The phony baloney Ames Straw Poll kicks off the caucus press coverage in the August preceding the caucuses. It is essentially a fundraiser for the Iowa Republican Party. Candidates for the presidential nomination pay about $35 a vote and other fees in the thousands of dollars with the money going to the Iowa GOP. The national press gets all excited about this – the vote totals, not the money – and turns the sow’s ear into a silk purse. The winner of the 2011 Ames Straw Poll was U.S. Rep. Michelle Bachmann who celebrated her victory by being the biggest loser in the caucuses and then briefly opting for dual citizenship
in Switzerland, perhaps so she could take her political smarts there.
But the Straw Poll nonsense was not on the agenda of the Iowa GOP when it came to reforming Iowa’s ”first-in-the-nation” status. Neither was the restrictive, evangelical nature of the GOP caucuses, which tells moderate candidates they need not apply.
The reform committee logically could have advanced a recommendation along these lines: “Given Iowa’s role as a bellwether for the selection of our party’s candidate, it is important that the Iowa caucus be open to the widest spectrum of candidates to encourage turnout at the caucuses and to foster debate over the widest range of Republican concerns.”

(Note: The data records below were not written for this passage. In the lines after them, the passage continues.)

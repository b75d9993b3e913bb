//! different utility modules used throughout the project
/// tiny module to save plot data into csv file
pub mod logger;
/// simplelog setup: terminal logger, optionally mirrored into a (timestamped) file
pub mod logging;
/// run settings from a flat toml document, with defaults for every key
pub mod settings;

Instead, the committee advanced eight recommendations
that tinker with how caucus volunteers are trained and how results are reported. For example, there would be a 72-hour delay in certifying a winner in a close race, such as that between Romney and Santorum. (The closest previous race was when George Bush beat Ronald Reagan by 2 percent in the 1980 caucuses.) The committee recommendations will not be acted upon by the party bosses for months, or maybe for a few years, because the 2016 caucuses are so far off.
If you were wondering, the Iowa Democratic Party caucus is unaffected by what the GOP does. The Republicans try to count individual votes; the Democrats have a weighted caucus voting process so convoluted that it is possible for a candidate to get, say, 10 or 15 percent of the popular vote, and not even register in the reported results.

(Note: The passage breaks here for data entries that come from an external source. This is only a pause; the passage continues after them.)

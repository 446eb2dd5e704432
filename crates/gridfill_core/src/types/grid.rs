//! Grid buffer types for fill operations.
//!
//! Missing cells are represented by a tagged `Option<T>` rather than a
//! sentinel value, so any finite data value is legitimate grid content.

use crate::types::FillError;
use num_traits::Float;

/// Rectangular grid of known and missing cells.
///
/// Stores an owned, row-major buffer of `Option<T>` cells. `Some(v)` is a
/// known value that fill operations must pass through unchanged; `None` is
/// a missing cell to be reconstructed.
///
/// # Type Parameters
///
/// * `T` - Floating-point type (e.g., `f64`)
///
/// # Example
///
/// ```
/// use gridfill_core::types::MaskedGrid;
///
/// let grid = MaskedGrid::from_rows(&[
///     vec![Some(1.0), None, Some(3.0)],
///     vec![None, Some(5.0), None],
/// ]).unwrap();
///
/// assert_eq!(grid.rows(), 2);
/// assert_eq!(grid.cols(), 3);
/// assert_eq!(grid.get(0, 0), Some(1.0));
/// assert_eq!(grid.get(1, 0), None);
/// ```
#[derive(Debug, Clone, PartialEq)]
#[cfg_attr(feature = "serde", derive(serde::Serialize, serde::Deserialize))]
pub struct MaskedGrid<T: Float> {
    /// Number of rows
    rows: usize,
    /// Number of columns
    cols: usize,
    /// Row-major cell buffer, length `rows * cols`
    cells: Vec<Option<T>>,
}

impl<T: Float> MaskedGrid<T> {
    /// Create an all-missing grid of the given dimensions.
    pub fn new(rows: usize, cols: usize) -> Self {
        Self {
            rows,
            cols,
            cells: vec![None; rows * cols],
        }
    }

    /// Construct a grid from per-row cell slices.
    ///
    /// Every row must have the same length as the first row.
    ///
    /// # Returns
    ///
    /// * `Ok(MaskedGrid)` - Successfully constructed grid
    /// * `Err(FillError::RaggedRows)` - Rows of inconsistent length
    ///
    /// # Example
    ///
    /// ```
    /// use gridfill_core::types::MaskedGrid;
    ///
    /// let result = MaskedGrid::from_rows(&[
    ///     vec![Some(1.0), Some(2.0)],
    ///     vec![Some(3.0)],
    /// ]);
    /// assert!(result.is_err());
    /// ```
    pub fn from_rows<R: AsRef<[Option<T>]>>(rows: &[R]) -> Result<Self, FillError> {
        let n_rows = rows.len();
        let n_cols = rows.first().map(|r| r.as_ref().len()).unwrap_or(0);

        let mut cells = Vec::with_capacity(n_rows * n_cols);
        for (i, row) in rows.iter().enumerate() {
            let row = row.as_ref();
            if row.len() != n_cols {
                return Err(FillError::RaggedRows {
                    row: i,
                    expected: n_cols,
                    got: row.len(),
                });
            }
            cells.extend_from_slice(row);
        }

        Ok(Self {
            rows: n_rows,
            cols: n_cols,
            cells,
        })
    }

    /// Number of rows.
    #[inline]
    pub fn rows(&self) -> usize {
        self.rows
    }

    /// Number of columns.
    #[inline]
    pub fn cols(&self) -> usize {
        self.cols
    }

    /// Returns true if the grid has no cells.
    #[inline]
    pub fn is_empty(&self) -> bool {
        self.cells.is_empty()
    }

    /// Cell at row `i`, column `j`.
    ///
    /// # Panics
    ///
    /// Panics if `i >= rows()` or `j >= cols()`.
    #[inline]
    pub fn get(&self, i: usize, j: usize) -> Option<T> {
        assert!(i < self.rows && j < self.cols, "cell index out of bounds");
        self.cells[i * self.cols + j]
    }

    /// Set the cell at row `i`, column `j` to a known value.
    ///
    /// # Panics
    ///
    /// Panics if `i >= rows()` or `j >= cols()`.
    #[inline]
    pub fn set(&mut self, i: usize, j: usize, value: T) {
        assert!(i < self.rows && j < self.cols, "cell index out of bounds");
        self.cells[i * self.cols + j] = Some(value);
    }

    /// Mark the cell at row `i`, column `j` as missing.
    ///
    /// # Panics
    ///
    /// Panics if `i >= rows()` or `j >= cols()`.
    #[inline]
    pub fn clear(&mut self, i: usize, j: usize) {
        assert!(i < self.rows && j < self.cols, "cell index out of bounds");
        self.cells[i * self.cols + j] = None;
    }

    /// The raw row-major cell buffer.
    #[inline]
    pub fn cells(&self) -> &[Option<T>] {
        &self.cells
    }

    /// Number of missing cells.
    pub fn missing_count(&self) -> usize {
        self.cells.iter().filter(|c| c.is_none()).count()
    }

    /// Returns true if every cell is known.
    pub fn is_fully_known(&self) -> bool {
        self.cells.iter().all(|c| c.is_some())
    }
}

/// Fully-populated rectangular grid produced by a fill operation.
///
/// Same dimensions as the input [`MaskedGrid`]; known cells carry the
/// input values unchanged, missing cells carry reconstructed values.
///
/// # Example
///
/// ```
/// use gridfill_core::types::MaskedGrid;
/// use gridfill_core::fill::smooth_fill_2d;
///
/// let grid = MaskedGrid::from_rows(&[
///     vec![Some(1.0), Some(2.0)],
///     vec![Some(3.0), None],
/// ]).unwrap();
///
/// let filled = smooth_fill_2d(&grid, &[0.0, 1.0], &[0.0, 1.0]).unwrap();
/// assert_eq!(filled.rows(), 2);
/// assert_eq!(filled.get(0, 1), 2.0);
/// ```
#[derive(Debug, Clone, PartialEq)]
#[cfg_attr(feature = "serde", derive(serde::Serialize, serde::Deserialize))]
pub struct Grid<T: Float> {
    /// Number of rows
    rows: usize,
    /// Number of columns
    cols: usize,
    /// Row-major value buffer, length `rows * cols`
    values: Vec<T>,
}

impl<T: Float> Grid<T> {
    /// Assemble a grid from a row-major buffer.
    ///
    /// Internal constructor: callers obtain `Grid` values from fill
    /// operations.
    pub(crate) fn from_raw(rows: usize, cols: usize, values: Vec<T>) -> Self {
        debug_assert_eq!(values.len(), rows * cols);
        Self { rows, cols, values }
    }

    /// Number of rows.
    #[inline]
    pub fn rows(&self) -> usize {
        self.rows
    }

    /// Number of columns.
    #[inline]
    pub fn cols(&self) -> usize {
        self.cols
    }

    /// Value at row `i`, column `j`.
    ///
    /// # Panics
    ///
    /// Panics if `i >= rows()` or `j >= cols()`.
    #[inline]
    pub fn get(&self, i: usize, j: usize) -> T {
        assert!(i < self.rows && j < self.cols, "cell index out of bounds");
        self.values[i * self.cols + j]
    }

    /// Row `i` as a slice.
    ///
    /// # Panics
    ///
    /// Panics if `i >= rows()`.
    #[inline]
    pub fn row(&self, i: usize) -> &[T] {
        assert!(i < self.rows, "row index out of bounds");
        &self.values[i * self.cols..(i + 1) * self.cols]
    }

    /// The raw row-major value buffer.
    #[inline]
    pub fn values(&self) -> &[T] {
        &self.values
    }

    /// Copy out the grid as nested row vectors.
    pub fn to_rows(&self) -> Vec<Vec<T>> {
        (0..self.rows).map(|i| self.row(i).to_vec()).collect()
    }
}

Small wonder Iowans fret. As Des Moines Register columnist Kathie Obradovich
wrote Tuesday: “If Iowa forfeits its first-in-the-nation status because the nation has lost confidence in the process, it won’t matter how fast the votes are counted.”
Given the nature of the Ames Straw Poll and the domination of the religious right in Iowa, it is a wonder there was any confidence in the first place. But those aspects of the caucuses draw little attention from the press.
Perhaps it could be worse: Suppose the national GOP decides everything is just fine in Iowa and the evangelical right is the hope of the future for the Republican Party. There’s some evidence for such an outcome. And some folks in Iowa would be delighted that we were first-in-the-nation with that message, too.
The problem is bigger than Iowa
07/03/2012, 05:24 PM
The whole primary system should be overhauled by both parties. There is no reason why one state should always be first. The order of state primaries should be rotated every four years so that other states have a shot at being first in line. It is time for Iowa to take a back seat for The next forty nine years.
Taking turns is a concept elementary school kids grasp. Apparently, the brain trusts in the GOP and Democratic party are too obtuse, or too jaded, to understand what six-ten year olds get without any effort.